NASS Passes Finance Bill Two Weeks After Transmission
The National Assembly has passed the Finance Bill 2021, transmitted to the National Assembly by President Muhammadu Buhari, on December 7, 2021.
The passage of the bill two weeks later was sequel to the consideration of a report by Senator Olamilekan Adeola, All Progressives Congress (APC), Lagos West-led Senate Joint Committee on Finance; Customs, Excise and Tariff; Trade and Investment.
The passage of the Finance Bill in the House of Representatives was sequel to the consideration of the report presented by the Chairman, House Committee on Finance, Hon. James Faleke.
“Report on a Bill for an Act to Amend the Capital Gains Tax Act, Companies Income Tax Act, Federal Inland Revenue Service (Establishment) Act, Personal Income Tax Act, Stamp Duties Act, Tertiary Education Trust Fund (Establishment) Act, Value Added Tax Act, Insurance Act, Nigerian Police Trust Fund (Establishment) Act, National Agency for Science and Engineering Infrastructure Act, Finance Control and management Act, Fiscal responsibility Act; and for Related Matters”, he said.
In his presentation, Chairman of the Senate Joint Committee, Senator Solomon Olamilekan Adeola, said that the bill seeks to support the implementation of the 2022 Federal Budget of Economic Growth and Sustainability by proposing key specific taxation, customs, excise, fiscal and other relevant laws.

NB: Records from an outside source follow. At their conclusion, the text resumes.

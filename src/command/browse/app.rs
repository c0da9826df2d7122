use crate::launcher::TerminalApp;
use crate::store::{AliasEntry, AliasStore};
use crate::util::normalize_path_input;
use crossterm::event::{KeyCode, KeyEvent, KeyModifiers};
use ratatui::widgets::ListState;
use std::path::PathBuf;
use unicode_width::UnicodeWidthChar;

// ========== 输入框 ==========

/// 单行输入框（字符索引光标）
#[derive(Debug, Clone, Default, PartialEq)]
pub struct InputField {
    pub value: String,
    pub cursor: usize,
}

impl InputField {
    pub fn with_value(value: &str) -> Self {
        Self {
            value: value.to_string(),
            cursor: value.chars().count(),
        }
    }

    fn byte_index(&self, char_idx: usize) -> usize {
        self.value
            .char_indices()
            .nth(char_idx)
            .map(|(i, _)| i)
            .unwrap_or(self.value.len())
    }

    /// 处理编辑类按键，返回是否消费了该按键
    pub fn handle_key(&mut self, key: KeyEvent) -> bool {
        let char_count = self.value.chars().count();
        match key.code {
            KeyCode::Left => self.cursor = self.cursor.saturating_sub(1),
            KeyCode::Right => self.cursor = (self.cursor + 1).min(char_count),
            KeyCode::Home => self.cursor = 0,
            KeyCode::End => self.cursor = char_count,
            KeyCode::Backspace => {
                if self.cursor > 0 {
                    let start = self.byte_index(self.cursor - 1);
                    let end = self.byte_index(self.cursor);
                    self.value.drain(start..end);
                    self.cursor -= 1;
                }
            }
            KeyCode::Delete => {
                if self.cursor < char_count {
                    let start = self.byte_index(self.cursor);
                    let end = self.byte_index(self.cursor + 1);
                    self.value.drain(start..end);
                }
            }
            KeyCode::Char(c) if !key.modifiers.contains(KeyModifiers::CONTROL) => {
                let idx = self.byte_index(self.cursor);
                self.value.insert(idx, c);
                self.cursor += 1;
            }
            _ => return false,
        }
        true
    }

    /// 按光标位置分割为三部分：光标前、光标处字符、光标后
    pub fn split_at_cursor(&self) -> (String, String, String) {
        let chars: Vec<char> = self.value.chars().collect();
        let cursor = self.cursor.min(chars.len());
        let before: String = chars[..cursor].iter().collect();
        let (at, after) = if cursor < chars.len() {
            (chars[cursor].to_string(), chars[cursor + 1..].iter().collect())
        } else {
            (" ".to_string(), String::new())
        };
        (before, at, after)
    }
}

// ========== 表单 ==========

#[derive(Debug, Clone, PartialEq)]
pub enum FormKind {
    Add,
    /// 编辑时记录原别名，用于重命名
    Edit { original_alias: String },
}

#[derive(Debug, Clone, Copy, PartialEq)]
pub enum FormField {
    Path,
    Alias,
}

/// 添加/编辑表单：目录路径 + 别名
#[derive(Debug, Clone, PartialEq)]
pub struct PathForm {
    pub kind: FormKind,
    pub path: InputField,
    pub alias: InputField,
    pub focus: FormField,
    pub error: Option<String>,
}

impl PathForm {
    pub fn add() -> Self {
        Self {
            kind: FormKind::Add,
            path: InputField::default(),
            alias: InputField::default(),
            focus: FormField::Path,
            error: None,
        }
    }

    pub fn edit(entry: &AliasEntry) -> Self {
        Self {
            kind: FormKind::Edit {
                original_alias: entry.alias.clone(),
            },
            path: InputField::with_value(&entry.path),
            alias: InputField::with_value(&entry.alias),
            focus: FormField::Path,
            error: None,
        }
    }

    pub fn focused_mut(&mut self) -> &mut InputField {
        match self.focus {
            FormField::Path => &mut self.path,
            FormField::Alias => &mut self.alias,
        }
    }

    pub fn toggle_focus(&mut self) {
        self.focus = match self.focus {
            FormField::Path => FormField::Alias,
            FormField::Alias => FormField::Path,
        };
    }
}

// ========== TUI 应用状态 ==========

#[derive(Debug, Clone, PartialEq)]
pub enum AppMode {
    /// 正常浏览模式
    Normal,
    /// 输入搜索关键字
    Search,
    /// 添加/编辑表单
    Form(PathForm),
    /// 确认删除
    ConfirmDelete,
    /// 显示帮助
    Help,
}

/// 一次按键处理后主循环需要做的事
#[derive(Debug, Clone, PartialEq)]
pub enum KeyOutcome {
    Continue,
    Quit,
    /// 在终端中打开该条目
    Open(AliasEntry),
}

/// 浏览界面状态
pub struct BrowseApp {
    pub store: AliasStore,
    pub terminal: TerminalApp,
    /// 搜索关键字（区分大小写）
    pub query: InputField,
    /// 当前过滤后的条目
    pub visible: Vec<AliasEntry>,
    pub state: ListState,
    pub mode: AppMode,
    /// 状态栏消息
    pub message: Option<String>,
    /// 解析相对路径用的工作目录
    cwd: PathBuf,
}

impl BrowseApp {
    pub fn new(store: AliasStore, terminal: TerminalApp, cwd: PathBuf) -> Self {
        let mut app = Self {
            store,
            terminal,
            query: InputField::default(),
            visible: Vec::new(),
            state: ListState::default(),
            mode: AppMode::Normal,
            message: None,
            cwd,
        };
        app.refresh();
        app
    }

    /// 按当前关键字重新过滤，并把选中项限制在范围内
    pub fn refresh(&mut self) {
        self.visible = self.store.search(&self.query.value);
        let selected = match self.state.selected() {
            _ if self.visible.is_empty() => None,
            Some(i) => Some(i.min(self.visible.len() - 1)),
            None => Some(0),
        };
        self.state.select(selected);
    }

    /// 刷新后选中指定别名（不在结果里则保持原位置）
    fn refresh_and_select(&mut self, alias: &str) {
        self.refresh();
        if let Some(idx) = self.visible.iter().position(|e| e.alias == alias) {
            self.state.select(Some(idx));
        }
    }

    pub fn selected(&self) -> Option<&AliasEntry> {
        self.state.selected().and_then(|i| self.visible.get(i))
    }

    /// 向下移动（到底后回到顶部）
    pub fn move_down(&mut self) {
        let count = self.visible.len();
        if count == 0 {
            return;
        }
        let i = match self.state.selected() {
            Some(i) if i + 1 < count => i + 1,
            _ => 0,
        };
        self.state.select(Some(i));
    }

    /// 向上移动（到顶后回到底部）
    pub fn move_up(&mut self) {
        let count = self.visible.len();
        if count == 0 {
            return;
        }
        let i = match self.state.selected() {
            Some(0) | None => count - 1,
            Some(i) => i - 1,
        };
        self.state.select(Some(i));
    }

    /// 提交表单：新增或更新，失败时把错误留在表单上
    pub fn submit_form(&mut self, mut form: PathForm) {
        let alias = form.alias.value.clone();
        let path = normalize_path_input(std::slice::from_ref(&form.path.value), &self.cwd);

        let result = match &form.kind {
            FormKind::Add => self.store.add(&alias, &path),
            FormKind::Edit { original_alias } => self.store.update(&alias, &path, original_alias),
        };

        match result {
            Ok(()) => {
                self.message = Some(match &form.kind {
                    FormKind::Add => format!("✅ 已添加 {} -> {}", alias, path),
                    FormKind::Edit { .. } => format!("💾 已保存 {} -> {}", alias, path),
                });
                self.mode = AppMode::Normal;
                self.refresh_and_select(&alias);
            }
            Err(e) => {
                form.error = Some(e.to_string());
                self.mode = AppMode::Form(form);
            }
        }
    }

    /// 删除当前选中项
    pub fn delete_selected(&mut self) {
        self.mode = AppMode::Normal;
        let Some(alias) = self.selected().map(|e| e.alias.clone()) else {
            return;
        };
        match self.store.remove(&alias) {
            Ok(()) => self.message = Some(format!("🗑️ 已删除 {}", alias)),
            Err(e) => self.message = Some(format!("❌ 删除失败: {}", e)),
        }
        self.refresh();
    }

    /// 分发按键到当前模式
    pub fn handle_key(&mut self, key: KeyEvent) -> KeyOutcome {
        match std::mem::replace(&mut self.mode, AppMode::Normal) {
            AppMode::Normal => self.handle_normal_mode(key),
            AppMode::Search => {
                self.mode = AppMode::Search;
                self.handle_search_mode(key);
                KeyOutcome::Continue
            }
            AppMode::Form(form) => {
                self.handle_form_mode(form, key);
                KeyOutcome::Continue
            }
            AppMode::ConfirmDelete => {
                self.mode = AppMode::ConfirmDelete;
                self.handle_confirm_delete(key);
                KeyOutcome::Continue
            }
            // 帮助模式按任意键返回
            AppMode::Help => {
                self.message = None;
                KeyOutcome::Continue
            }
        }
    }

    fn handle_normal_mode(&mut self, key: KeyEvent) -> KeyOutcome {
        if key.modifiers.contains(KeyModifiers::CONTROL) && key.code == KeyCode::Char('c') {
            return KeyOutcome::Quit;
        }

        match key.code {
            KeyCode::Char('q') => return KeyOutcome::Quit,
            KeyCode::Esc => {
                if self.query.value.is_empty() {
                    return KeyOutcome::Quit;
                }
                self.query = InputField::default();
                self.refresh();
                self.message = Some("已清除搜索".to_string());
            }
            KeyCode::Down | KeyCode::Char('j') => self.move_down(),
            KeyCode::Up | KeyCode::Char('k') => self.move_up(),
            KeyCode::Enter | KeyCode::Char('o') => {
                if let Some(entry) = self.selected().cloned() {
                    return KeyOutcome::Open(entry);
                }
            }
            KeyCode::Char('/') => {
                self.mode = AppMode::Search;
                self.message = None;
            }
            KeyCode::Char('a') => {
                self.mode = AppMode::Form(PathForm::add());
                self.message = None;
            }
            KeyCode::Char('e') => {
                if let Some(entry) = self.selected() {
                    self.mode = AppMode::Form(PathForm::edit(entry));
                    self.message = None;
                }
            }
            KeyCode::Char('d') => {
                if self.selected().is_some() {
                    self.mode = AppMode::ConfirmDelete;
                }
            }
            KeyCode::Char('r') => {
                self.store.reload();
                self.refresh();
                self.message = Some(format!("🔄 已重新加载，共 {} 条", self.store.len()));
            }
            KeyCode::Char('?') => self.mode = AppMode::Help,
            _ => {}
        }
        KeyOutcome::Continue
    }

    /// 搜索模式：每次输入都实时过滤
    fn handle_search_mode(&mut self, key: KeyEvent) {
        match key.code {
            KeyCode::Enter => self.mode = AppMode::Normal,
            KeyCode::Esc => {
                self.query = InputField::default();
                self.mode = AppMode::Normal;
                self.refresh();
            }
            KeyCode::Down => self.move_down(),
            KeyCode::Up => self.move_up(),
            _ => {
                if self.query.handle_key(key) {
                    self.state.select(Some(0));
                    self.refresh();
                }
            }
        }
    }

    fn handle_form_mode(&mut self, mut form: PathForm, key: KeyEvent) {
        match key.code {
            KeyCode::Esc => {
                self.message = Some("已取消".to_string());
            }
            KeyCode::Tab | KeyCode::BackTab | KeyCode::Up | KeyCode::Down => {
                form.toggle_focus();
                self.mode = AppMode::Form(form);
            }
            KeyCode::Enter => {
                if let Some(err) = form_error(&form) {
                    form.error = Some(err.to_string());
                    self.mode = AppMode::Form(form);
                } else {
                    self.submit_form(form);
                }
            }
            _ => {
                if form.focused_mut().handle_key(key) {
                    form.error = None;
                }
                self.mode = AppMode::Form(form);
            }
        }
    }

    fn handle_confirm_delete(&mut self, key: KeyEvent) {
        match key.code {
            KeyCode::Char('y') | KeyCode::Char('Y') => self.delete_selected(),
            KeyCode::Char('n') | KeyCode::Char('N') | KeyCode::Esc => {
                self.mode = AppMode::Normal;
                self.message = Some("已取消删除".to_string());
            }
            _ => {}
        }
    }
}

/// 表单级别的必填校验（目录是否存在交给存储层）
fn form_error(form: &PathForm) -> Option<&'static str> {
    if form.path.value.trim().is_empty() {
        Some("请输入目录路径")
    } else if form.alias.value.is_empty() {
        Some("请输入别名")
    } else {
        None
    }
}

// ========== 工具函数 ==========

/// 将字符串截断到指定的显示宽度，超出部分用 ".." 替代
pub fn truncate_to_width(s: &str, max_width: usize) -> String {
    if max_width == 0 {
        return String::new();
    }
    if unicode_width::UnicodeWidthStr::width(s) <= max_width {
        return s.to_string();
    }
    let budget = max_width.saturating_sub(2);
    let mut width = 0;
    let mut result = String::new();
    for ch in s.chars() {
        let w = ch.width().unwrap_or(0);
        if width + w > budget {
            break;
        }
        width += w;
        result.push(ch);
    }
    result.push_str("..");
    result
}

According to Adeola, a total of 12 Acts were amended under the finance bill which contains 39 clauses, adding that the bill seeks to promote fiscal equity, align domestic tax laws with global best practice, introduce tax incentives for infrastructure and capital markets, support small businesses and promote increase government revenue.
Adeola said, “The Finance Act 2020 was predicated essentially on having no new taxes and no new incentives due to the COVID -19’s impact on the economy as such it was structured across four broad thematic areas; Enacting counter-cyclical measures and crisis intervention initiatives; Tax, fiscal responsibility, and public procurement reforms; Reforming fiscal incentives policies for job creation; Ensuring closer coordination of monetary, trade and fiscal policies; and Enhancing tax administration.”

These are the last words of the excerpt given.